Et puis, quatorze heures à attendre dans l’aéroport de Dhaka, alors que je suis plus malade que je ne l’ai jamais été dans ce voyage. Une diarrhée chronique : tout ce que je mange ressort en moins d’une demi-heure. J’ai des maux de ventre plus qu’intenses. Dhaka ne doit pas être une ville très développée car l’aéroport est minuscule. Une télévision nous projette des images de la guerre en Irak pendant toute la nuit, des bancs plus ou moins confortables, des milliers de maringouins et des tapis pour les prières musulmanes rythment notre journée. C’est une nouvelle expérience que de se retrouver en pays musulman, entre les femmes voilées et les prières. C’est d’autant plus bizarre que la télévision nous bombarde d’attaques américaines en Irak, primeur de CNN, et que le public musulman qui nous entoure ne semble pas du tout être en accord avec le jeu vidéo qu’on nous présente.

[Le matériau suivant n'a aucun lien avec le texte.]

use std::collections::HashMap;

use async_trait::async_trait;
use common::models::{unix_now, CustomProvider, Event, Key, ProviderSetting, Route};
use tokio::sync::RwLock;

use super::{ConfigStore, DataPoint, EventQuery, EventStore, ReportingRequest, StoreError};

/// In-process store used when no database is configured, and by tests.
#[derive(Default)]
pub struct MemoryStore {
    keys: RwLock<HashMap<String, Key>>,
    settings: RwLock<HashMap<String, ProviderSetting>>,
    routes: RwLock<HashMap<String, Route>>,
    custom_providers: RwLock<HashMap<String, CustomProvider>>,
    events: RwLock<Vec<Event>>,
}

impl MemoryStore {
    pub fn new() -> Self {
        Self::default()
    }
}

fn updated_since<T: Clone>(
    items: &HashMap<String, T>,
    since: Option<i64>,
    updated_at: impl Fn(&T) -> i64,
) -> Vec<T> {
    items
        .values()
        .filter(|item| since.map_or(true, |s| updated_at(item) >= s))
        .cloned()
        .collect()
}

#[async_trait]
impl ConfigStore for MemoryStore {
    async fn create_key(&self, mut key: Key) -> Result<Key, StoreError> {
        let mut keys = self.keys.write().await;
        if keys.contains_key(&key.key_id) {
            return Err(StoreError::Conflict(format!("key {} exists", key.key_id)));
        }
        if keys.values().any(|k| k.hashed_secret == key.hashed_secret) {
            return Err(StoreError::Conflict("key secret already registered".into()));
        }
        let now = unix_now();
        key.created_at = now;
        key.updated_at = now;
        keys.insert(key.key_id.clone(), key.clone());
        Ok(key)
    }

    async fn update_key(&self, mut key: Key) -> Result<Key, StoreError> {
        let mut keys = self.keys.write().await;
        let existing = keys
            .get(&key.key_id)
            .ok_or_else(|| StoreError::NotFound(format!("key {}", key.key_id)))?;
        key.created_at = existing.created_at;
        key.hashed_secret = existing.hashed_secret.clone();
        key.updated_at = unix_now().max(existing.updated_at);
        keys.insert(key.key_id.clone(), key.clone());
        Ok(key)
    }

    async fn get_key(&self, key_id: &str) -> Result<Option<Key>, StoreError> {
        Ok(self.keys.read().await.get(key_id).cloned())
    }

    async fn list_keys(&self, tag: Option<&str>) -> Result<Vec<Key>, StoreError> {
        let keys = self.keys.read().await;
        let mut list: Vec<Key> = keys
            .values()
            .filter(|k| tag.map_or(true, |t| k.tags.iter().any(|kt| kt == t)))
            .cloned()
            .collect();
        list.sort_by(|a, b| a.created_at.cmp(&b.created_at).then(a.key_id.cmp(&b.key_id)));
        Ok(list)
    }

    async fn keys_updated_since(&self, since: Option<i64>) -> Result<Vec<Key>, StoreError> {
        Ok(updated_since(&*self.keys.read().await, since, |k| {
            k.updated_at
        }))
    }

    async fn revoke_key(&self, key_id: &str, reason: &str) -> Result<bool, StoreError> {
        let mut keys = self.keys.write().await;
        let Some(key) = keys.get_mut(key_id) else {
            return Err(StoreError::NotFound(format!("key {key_id}")));
        };
        if key.revoked {
            return Ok(false);
        }
        key.revoked = true;
        key.revoked_reason = Some(reason.to_string());
        key.updated_at = unix_now().max(key.updated_at);
        Ok(true)
    }

    async fn create_setting(
        &self,
        mut setting: ProviderSetting,
    ) -> Result<ProviderSetting, StoreError> {
        let mut settings = self.settings.write().await;
        if settings.contains_key(&setting.id) {
            return Err(StoreError::Conflict(format!("setting {} exists", setting.id)));
        }
        let now = unix_now();
        setting.created_at = now;
        setting.updated_at = now;
        settings.insert(setting.id.clone(), setting.clone());
        Ok(setting)
    }

    async fn update_setting(
        &self,
        mut setting: ProviderSetting,
    ) -> Result<ProviderSetting, StoreError> {
        let mut settings = self.settings.write().await;
        let existing = settings
            .get(&setting.id)
            .ok_or_else(|| StoreError::NotFound(format!("setting {}", setting.id)))?;
        setting.created_at = existing.created_at;
        setting.updated_at = unix_now().max(existing.updated_at);
        settings.insert(setting.id.clone(), setting.clone());
        Ok(setting)
    }

    async fn get_setting(&self, id: &str) -> Result<Option<ProviderSetting>, StoreError> {
        Ok(self.settings.read().await.get(id).cloned())
    }

    async fn list_settings(&self) -> Result<Vec<ProviderSetting>, StoreError> {
        Ok(self.settings.read().await.values().cloned().collect())
    }

    async fn settings_updated_since(
        &self,
        since: Option<i64>,
    ) -> Result<Vec<ProviderSetting>, StoreError> {
        Ok(updated_since(&*self.settings.read().await, since, |s| {
            s.updated_at
        }))
    }

    async fn create_route(&self, mut route: Route) -> Result<Route, StoreError> {
        let mut routes = self.routes.write().await;
        if routes.values().any(|r| r.path == route.path || r.id == route.id) {
            return Err(StoreError::Conflict(format!("route {} exists", route.path)));
        }
        let now = unix_now();
        route.created_at = now;
        route.updated_at = now;
        routes.insert(route.id.clone(), route.clone());
        Ok(route)
    }

    async fn get_route(&self, id: &str) -> Result<Option<Route>, StoreError> {
        Ok(self.routes.read().await.get(id).cloned())
    }

    async fn list_routes(&self) -> Result<Vec<Route>, StoreError> {
        Ok(self.routes.read().await.values().cloned().collect())
    }

    async fn routes_updated_since(&self, since: Option<i64>) -> Result<Vec<Route>, StoreError> {
        Ok(updated_since(&*self.routes.read().await, since, |r| {
            r.updated_at
        }))
    }

    async fn create_custom_provider(
        &self,
        mut provider: CustomProvider,
    ) -> Result<CustomProvider, StoreError> {
        let mut providers = self.custom_providers.write().await;
        if providers.values().any(|p| p.provider == provider.provider) {
            return Err(StoreError::Conflict(format!(
                "custom provider {} exists",
                provider.provider
            )));
        }
        let now = unix_now();
        provider.created_at = now;
        provider.updated_at = now;
        providers.insert(provider.id.clone(), provider.clone());
        Ok(provider)
    }

    async fn update_custom_provider(
        &self,
        mut provider: CustomProvider,
    ) -> Result<CustomProvider, StoreError> {
        let mut providers = self.custom_providers.write().await;
        let existing = providers
            .get(&provider.id)
            .ok_or_else(|| StoreError::NotFound(format!("custom provider {}", provider.id)))?;
        provider.created_at = existing.created_at;
        provider.provider = existing.provider.clone();
        provider.updated_at = unix_now().max(existing.updated_at);
        providers.insert(provider.id.clone(), provider.clone());
        Ok(provider)
    }

    async fn get_custom_provider(&self, id: &str) -> Result<Option<CustomProvider>, StoreError> {
        Ok(self.custom_providers.read().await.get(id).cloned())
    }

    async fn list_custom_providers(&self) -> Result<Vec<CustomProvider>, StoreError> {
        Ok(self.custom_providers.read().await.values().cloned().collect())
    }

    async fn custom_providers_updated_since(
        &self,
        since: Option<i64>,
    ) -> Result<Vec<CustomProvider>, StoreError> {
        Ok(updated_since(&*self.custom_providers.read().await, since, |p| {
            p.updated_at
        }))
    }
}

#[async_trait]
impl EventStore for MemoryStore {
    async fn insert_event(&self, event: &Event) -> Result<(), StoreError> {
        self.events.write().await.push(event.clone());
        Ok(())
    }

    async fn query_events(&self, query: &EventQuery) -> Result<Vec<Event>, StoreError> {
        let events = self.events.read().await;
        let limit = query.limit.unwrap_or(i64::MAX).max(0) as usize;
        Ok(events
            .iter()
            .filter(|e| query.matches(e))
            .take(limit)
            .cloned()
            .collect())
    }

    async fn aggregate_events(
        &self,
        request: &ReportingRequest,
    ) -> Result<Vec<DataPoint>, StoreError> {
        let query = EventQuery {
            key_ids: request.key_ids.clone(),
            tags: request.tags.clone(),
            start: Some(request.start),
            end: Some(request.end),
            ..Default::default()
        };

        let events = self.events.read().await;
        let mut buckets: HashMap<i64, (DataPoint, i64)> = HashMap::new();
        for event in events.iter().filter(|e| query.matches(e)) {
            let ts = request.bucket_of(event.created_at);
            let (point, latency_sum) = buckets.entry(ts).or_insert_with(|| {
                (
                    DataPoint {
                        time_stamp: ts,
                        ..Default::default()
                    },
                    0,
                )
            });
            point.number_of_requests += 1;
            point.cost_in_usd += event.cost_in_usd;
            point.prompt_token_count += event.prompt_token_count;
            point.completion_token_count += event.completion_token_count;
            *latency_sum += event.latency_ms;
        }

        let mut points: Vec<DataPoint> = buckets
            .into_values()
            .map(|(mut point, latency_sum)| {
                point.latency_in_ms = latency_sum as f64 / point.number_of_requests as f64;
                point
            })
            .collect();
        points.sort_by_key(|p| p.time_stamp);
        Ok(points)
    }
}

Le sommeil fut pénible à trouver entre les séjours sur la toilette, les bombardements en Irak, les prières à Allah et les piqûres de maringouins. Au moins une centaine de piqûres décoraient mon corps le lendemain matin. Et il est évident que les toilettes à l’indienne ne sont pas des plus accueillantes pour mes intestins malades.
J’ai survécu à mon passage au Bangladesh. Le lendemain midi, nous avons repris l’avion pour une heure de vol. À Dhaka, il faut non seulement se rendre à l’avion sur la piste d’atterrissage, mais il faut aussi mettre soi-même son sac dans la soute à bagages! Après une nuit de sommeil mouvementée, donc tout à fait frais et dispos, nous faisons notre entrée en Asie du Sud-Est, plus précisément à Yangoon, en Birmanie.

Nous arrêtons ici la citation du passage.